Stored items
********************
//! Declarative identity patches.
//!
//! A patch is an ordered list of `add` / `replace` / `remove` operations
//! addressed by JSON-pointer paths. Only top-level attribute fields and one
//! level of array indexing are supported:
//!
//! | Path | Meaning |
//! |------|---------|
//! | `/label` | the `label` attribute |
//! | `/memberOf/-` | append to `memberOf` (`add` only) |
//! | `/memberOf/0` | element 0 of `memberOf` |
//!
//! Patches are applied to the stored identity, never blindly overwriting
//! it, and the result must still decode as an [`Identity`].

use serde::{Deserialize, Serialize};
use serde_json::{Map, Value};

use super::identity::Identity;
use crate::{Error, Result};

/// A patch operation kind.
#[derive(Debug, Clone, Copy, PartialEq, Eq, Serialize, Deserialize)]
#[serde(rename_all = "lowercase")]
pub enum PatchOp {
    /// Set a field, or insert/append into an array.
    Add,
    /// Replace an existing field or array element.
    Replace,
    /// Remove a field or array element.
    Remove,
}

/// A single patch operation.
#[derive(Debug, Clone, PartialEq, Serialize, Deserialize)]
pub struct PatchOperation {
    /// Operation kind.
    pub op: PatchOp,
    /// JSON-pointer path.
    pub path: String,
    /// Value for `add` / `replace`.
    #[serde(default, skip_serializing_if = "Option::is_none")]
    pub value: Option<Value>,
}

/// An ordered list of patch operations.
#[derive(Debug, Clone, Default, PartialEq, Serialize, Deserialize)]
#[serde(transparent)]
pub struct IdentityPatch(Vec<PatchOperation>);

/// A parsed path: field name plus optional array position.
enum Target<'a> {
    Field(String),
    Element(String, &'a str),
}

impl IdentityPatch {
    /// Creates an empty patch.
    #[must_use]
    pub const fn new() -> Self {
        Self(Vec::new())
    }

    /// Appends an `add` operation.
    #[must_use]
    pub fn add(mut self, path: impl Into<String>, value: impl Into<Value>) -> Self {
        self.0.push(PatchOperation {
            op: PatchOp::Add,
            path: path.into(),
            value: Some(value.into()),
        });
        self
    }

    /// Appends a `replace` operation.
    #[must_use]
    pub fn replace(mut self, path: impl Into<String>, value: impl Into<Value>) -> Self {
        self.0.push(PatchOperation {
            op: PatchOp::Replace,
            path: path.into(),
            value: Some(value.into()),
        });
        self
    }

    /// Appends a `remove` operation.
    #[must_use]
    pub fn remove(mut self, path: impl Into<String>) -> Self {
        self.0.push(PatchOperation {
            op: PatchOp::Remove,
            path: path.into(),
            value: None,
        });
        self
    }

    /// Returns the operations.
    #[must_use]
    pub fn operations(&self) -> &[PatchOperation] {
        &self.0
    }

    /// Returns `true` if the patch has no operations.
    #[must_use]
    pub fn is_empty(&self) -> bool {
        self.0.is_empty()
    }

    /// Returns the distinct top-level fields the patch touches.
    #[must_use]
    pub fn touched_fields(&self) -> Vec<String> {
        let mut fields: Vec<String> = Vec::new();
        for op in &self.0 {
            if let Ok(target) = parse_path(&op.path) {
                let field = match target {
                    Target::Field(f) | Target::Element(f, _) => f,
                };
                if !fields.contains(&field) {
                    fields.push(field);
                }
            }
        }
        fields
    }

    /// Applies the patch to `identity`.
    ///
    /// `allowed_fields` lists the attribute fields that may change; `id`
    /// can never change regardless of the list.
    ///
    /// # Errors
    ///
    /// Returns [`Error::ValidationError`] if a path is malformed, targets a
    /// field outside the allow-list, addresses a missing element, or the
    /// patched document no longer decodes as an identity.
    pub fn apply(&self, identity: &Identity, allowed_fields: &[String]) -> Result<Identity> {
        let Value::Object(mut doc) =
            serde_json::to_value(identity).map_err(|e| Error::OperationFailed {
                operation: "serialize_identity".to_string(),
                cause: e.to_string(),
            })?
        else {
            return Err(Error::ValidationError(
                "identity did not serialize to an object".to_string(),
            ));
        };

        for operation in &self.0 {
            apply_operation(&mut doc, operation, allowed_fields)?;
        }

        let patched: Identity = serde_json::from_value(Value::Object(doc))
            .map_err(|e| Error::ValidationError(format!("patched identity is invalid: {e}")))?;

        if patched.id != identity.id {
            return Err(Error::ValidationError("identity id is immutable".to_string()));
        }
        Ok(patched)
    }
}

impl From<Vec<PatchOperation>> for IdentityPatch {
    fn from(ops: Vec<PatchOperation>) -> Self {
        Self(ops)
    }
}

fn unescape(segment: &str) -> String {
    segment.replace("~1", "/").replace("~0", "~")
}

fn parse_path(path: &str) -> Result<Target<'_>> {
    let Some(rest) = path.strip_prefix('/') else {
        return Err(Error::ValidationError(format!(
            "patch path must start with '/': {path}"
        )));
    };
    let mut segments = rest.splitn(2, '/');
    let field = segments.next().unwrap_or_default();
    if field.is_empty() {
        return Err(Error::ValidationError("patch path names no field".to_string()));
    }
    match segments.next() {
        None => Ok(Target::Field(unescape(field))),
        Some(index) if !index.contains('/') => Ok(Target::Element(unescape(field), index)),
        Some(_) => Err(Error::ValidationError(format!(
            "nested patch paths are not supported: {path}"
        ))),
    }
}

fn require_value(operation: &PatchOperation) -> Result<Value> {
    operation.value.clone().ok_or_else(|| {
        Error::ValidationError(format!("'{}' requires a value", operation.path))
    })
}

fn apply_operation(
    doc: &mut Map<String, Value>,
    operation: &PatchOperation,
    allowed_fields: &[String],
) -> Result<()> {
    let target = parse_path(&operation.path)?;
    let field = match &target {
        Target::Field(f) | Target::Element(f, _) => f,
    };
    if field == "id" || !allowed_fields.iter().any(|allowed| allowed == field) {
        return Err(Error::ValidationError(format!(
            "field '{field}' may not be updated"
        )));
    }

    match (target, operation.op) {
        (Target::Field(field), PatchOp::Add) => {
            doc.insert(field, require_value(operation)?);
        },
        (Target::Field(field), PatchOp::Replace) => {
            if !doc.contains_key(&field) {
                return Err(Error::ValidationError(format!(
                    "cannot replace missing field '{field}'"
                )));
            }
            doc.insert(field, require_value(operation)?);
        },
        (Target::Field(field), PatchOp::Remove) => {
            if doc.remove(&field).is_none() {
                return Err(Error::ValidationError(format!(
                    "cannot remove missing field '{field}'"
                )));
            }
        },
        (Target::Element(field, index), op) => {
            let entry = doc
                .entry(field.clone())
                .or_insert_with(|| Value::Array(Vec::new()));
            // a scalar stands for a one-element list
            if !entry.is_array() {
                let scalar = entry.take();
                *entry = Value::Array(vec![scalar]);
            }
            let Value::Array(items) = entry else {
                return Err(Error::ValidationError(format!("'{field}' is not a list")));
            };
            apply_element(items, &field, index, op, operation)?;
        },
    }
    Ok(())
}

fn apply_element(
    items: &mut Vec<Value>,
    field: &str,
    index: &str,
    op: PatchOp,
    operation: &PatchOperation,
) -> Result<()> {
    if index == "-" {
        if op != PatchOp::Add {
            return Err(Error::ValidationError(format!(
                "'{field}/-' only supports add"
            )));
        }
        items.push(require_value(operation)?);
        return Ok(());
    }

    let position: usize = index
        .parse()
        .map_err(|_| Error::ValidationError(format!("invalid index '{index}' for '{field}'")))?;
    let in_bounds = position < items.len();
    match op {
        PatchOp::Add if position <= items.len() => items.insert(position, require_value(operation)?),
        PatchOp::Replace if in_bounds => items[position] = require_value(operation)?,
        PatchOp::Remove if in_bounds => {
            items.remove(position);
        },
        _ => {
            return Err(Error::ValidationError(format!(
                "index {position} out of bounds for '{field}'"
            )));
        },
    }
    Ok(())
}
********************
Copy the whole of the data above exactly.

//! Declarative identity patches.
//!
//! A patch is an ordered list of `add` / `replace` / `remove` operations
//! addressed by JSON-pointer paths. Only top-level attribute fields and one
//! level of array indexing are supported:
//!
//! | Path | Meaning |
//! |------|---------|
//! | `/label` | the `label` attribute |
//! | `/memberOf/-` | append to `memberOf` (`add` only) |
//! | `/memberOf/0` | element 0 of `memberOf` |
//!
//! Patches are applied to the stored identity, never blindly overwriting
//! it, and the result must still decode as an [`Identity`].

use serde::{Deserialize, Serialize};
use serde_json::{Map, Value};

use super::identity::Identity;
use crate::{Error, Result};

/// A patch operation kind.
#[derive(Debug, Clone, Copy, PartialEq, Eq, Serialize, Deserialize)]
#[serde(rename_all = "lowercase")]
pub enum PatchOp {
    /// Set a field, or insert/append into an array.
    Add,
    /// Replace an existing field or array element.
    Replace,
    /// Remove a field or array element.
    Remove,
}

/// A single patch operation.
#[derive(Debug, Clone, PartialEq, Serialize, Deserialize)]
pub struct PatchOperation {
    /// Operation kind.
    pub op: PatchOp,
    /// JSON-pointer path.
    pub path: String,
    /// Value for `add` / `replace`.
    #[serde(default, skip_serializing_if = "Option::is_none")]
    pub value: Option<Value>,
}

/// An ordered list of patch operations.
#[derive(Debug, Clone, Default, PartialEq, Serialize, Deserialize)]
#[serde(transparent)]
pub struct IdentityPatch(Vec<PatchOperation>);

/// A parsed path: field name plus optional array position.
enum Target<'a> {
    Field(String),
    Element(String, &'a str),
}

impl IdentityPatch {
    /// Creates an empty patch.
    #[must_use]
    pub const fn new() -> Self {
        Self(Vec::new())
    }

    /// Appends an `add` operation.
    #[must_use]
    pub fn add(mut self, path: impl Into<String>, value: impl Into<Value>) -> Self {
        self.0.push(PatchOperation {
            op: PatchOp::Add,
            path: path.into(),
            value: Some(value.into()),
        });
        self
    }

    /// Appends a `replace` operation.
    #[must_use]
    pub fn replace(mut self, path: impl Into<String>, value: impl Into<Value>) -> Self {
        self.0.push(PatchOperation {
            op: PatchOp::Replace,
            path: path.into(),
            value: Some(value.into()),
        });
        self
    }

    /// Appends a `remove` operation.
    #[must_use]
    pub fn remove(mut self, path: impl Into<String>) -> Self {
        self.0.push(PatchOperation {
            op: PatchOp::Remove,
            path: path.into(),
            value: None,
        });
        self
    }

    /// Returns the operations.
    #[must_use]
    pub fn operations(&self) -> &[PatchOperation] {
        &self.0
    }

    /// Returns `true` if the patch has no operations.
    #[must_use]
    pub fn is_empty(&self) -> bool {
        self.0.is_empty()
    }

    /// Returns the distinct top-level fields the patch touches.
    #[must_use]
    pub fn touched_fields(&self) -> Vec<String> {
        let mut fields: Vec<String> = Vec::new();
        for op in &self.0 {
            if let Ok(target) = parse_path(&op.path) {
                let field = match target {
                    Target::Field(f) | Target::Element(f, _) => f,
                };
                if !fields.contains(&field) {
                    fields.push(field);
                }
            }
        }
        fields
    }

    /// Applies the patch to `identity`.
    ///
    /// `allowed_fields` lists the attribute fields that may change; `id`
    /// can never change regardless of the list.
    ///
    /// # Errors
    ///
    /// Returns [`Error::ValidationError`] if a path is malformed, targets a
    /// field outside the allow-list, addresses a missing element, or the
    /// patched document no longer decodes as an identity.
    pub fn apply(&self, identity: &Identity, allowed_fields: &[String]) -> Result<Identity> {
        let Value::Object(mut doc) =
            serde_json::to_value(identity).map_err(|e| Error::OperationFailed {
                operation: "serialize_identity".to_string(),
                cause: e.to_string(),
            })?
        else {
            return Err(Error::ValidationError(
                "identity did not serialize to an object".to_string(),
            ));
        };

        for operation in &self.0 {
            apply_operation(&mut doc, operation, allowed_fields)?;
        }

        let patched: Identity = serde_json::from_value(Value::Object(doc))
            .map_err(|e| Error::ValidationError(format!("patched identity is invalid: {e}")))?;

        if patched.id != identity.id {
            return Err(Error::ValidationError("identity id is immutable".to_string()));
        }
        Ok(patched)
    }
}

impl From<Vec<PatchOperation>> for IdentityPatch {
    fn from(ops: Vec<PatchOperation>) -> Self {
        Self(ops)
    }
}

fn unescape(segment: &str) -> String {
    segment.replace("~1", "/").replace("~0", "~")
}

fn parse_path(path: &str) -> Result<Target<'_>> {
    let Some(rest) = path.strip_prefix('/') else {
        return Err(Error::ValidationError(format!(
            "patch path must start with '/': {path}"
        )));
    };
    let mut segments = rest.splitn(2, '/');
    let field = segments.next().unwrap_or_default();
    if field.is_empty() {
        return Err(Error::ValidationError("patch path names no field".to_string()));
    }
    match segments.next() {
        None => Ok(Target::Field(unescape(field))),
        Some(index) if !index.contains('/') => Ok(Target::Element(unescape(field), index)),
        Some(_) => Err(Error::ValidationError(format!(
            "nested patch paths are not supported: {path}"
        ))),
    }
}

fn require_value(operation: &PatchOperation) -> Result<Value> {
    operation.value.clone().ok_or_else(|| {
        Error::ValidationError(format!("'{}' requires a value", operation.path))
    })
}

fn apply_operation(
    doc: &mut Map<String, Value>,
    operation: &PatchOperation,
    allowed_fields: &[String],
) -> Result<()> {
    let target = parse_path(&operation.path)?;
    let field = match &target {
        Target::Field(f) | Target::Element(f, _) => f,
    };
    if field == "id" || !allowed_fields.iter().any(|allowed| allowed == field) {
        return Err(Error::ValidationError(format!(
            "field '{field}' may not be updated"
        )));
    }

    match (target, operation.op) {
        (Target::Field(field), PatchOp::Add) => {
            doc.insert(field, require_value(operation)?);
        },
        (Target::Field(field), PatchOp::Replace) => {
            if !doc.contains_key(&field) {
                return Err(Error::ValidationError(format!(
                    "cannot replace missing field '{field}'"
                )));
            }
            doc.insert(field, require_value(operation)?);
        },
        (Target::Field(field), PatchOp::Remove) => {
            if doc.remove(&field).is_none() {
                return Err(Error::ValidationError(format!(
                    "cannot remove missing field '{field}'"
                )));
            }
        },
        (Target::Element(field, index), op) => {
            let entry = doc
                .entry(field.clone())
                .or_insert_with(|| Value::Array(Vec::new()));
            // a scalar stands for a one-element list
            if !entry.is_array() {
                let scalar = entry.take();
                *entry = Value::Array(vec![scalar]);
            }
            let Value::Array(items) = entry else {
                return Err(Error::ValidationError(format!("'{field}' is not a list")));
            };
            apply_element(items, &field, index, op, operation)?;
        },
    }
    Ok(())
}

fn apply_element(
    items: &mut Vec<Value>,
    field: &str,
    index: &str,
    op: PatchOp,
    operation: &PatchOperation,
) -> Result<()> {
    if index == "-" {
        if op != PatchOp::Add {
            return Err(Error::ValidationError(format!(
                "'{field}/-' only supports add"
            )));
        }
        items.push(require_value(operation)?);
        return Ok(());
    }

    let position: usize = index
        .parse()
        .map_err(|_| Error::ValidationError(format!("invalid index '{index}' for '{field}'")))?;
    let in_bounds = position < items.len();
    match op {
        PatchOp::Add if position <= items.len() => items.insert(position, require_value(operation)?),
        PatchOp::Replace if in_bounds => items[position] = require_value(operation)?,
        PatchOp::Remove if in_bounds => {
            items.remove(position);
        },
        _ => {
            return Err(Error::ValidationError(format!(
                "index {position} out of bounds for '{field}'"
            )));
        },
    }
    Ok(())
}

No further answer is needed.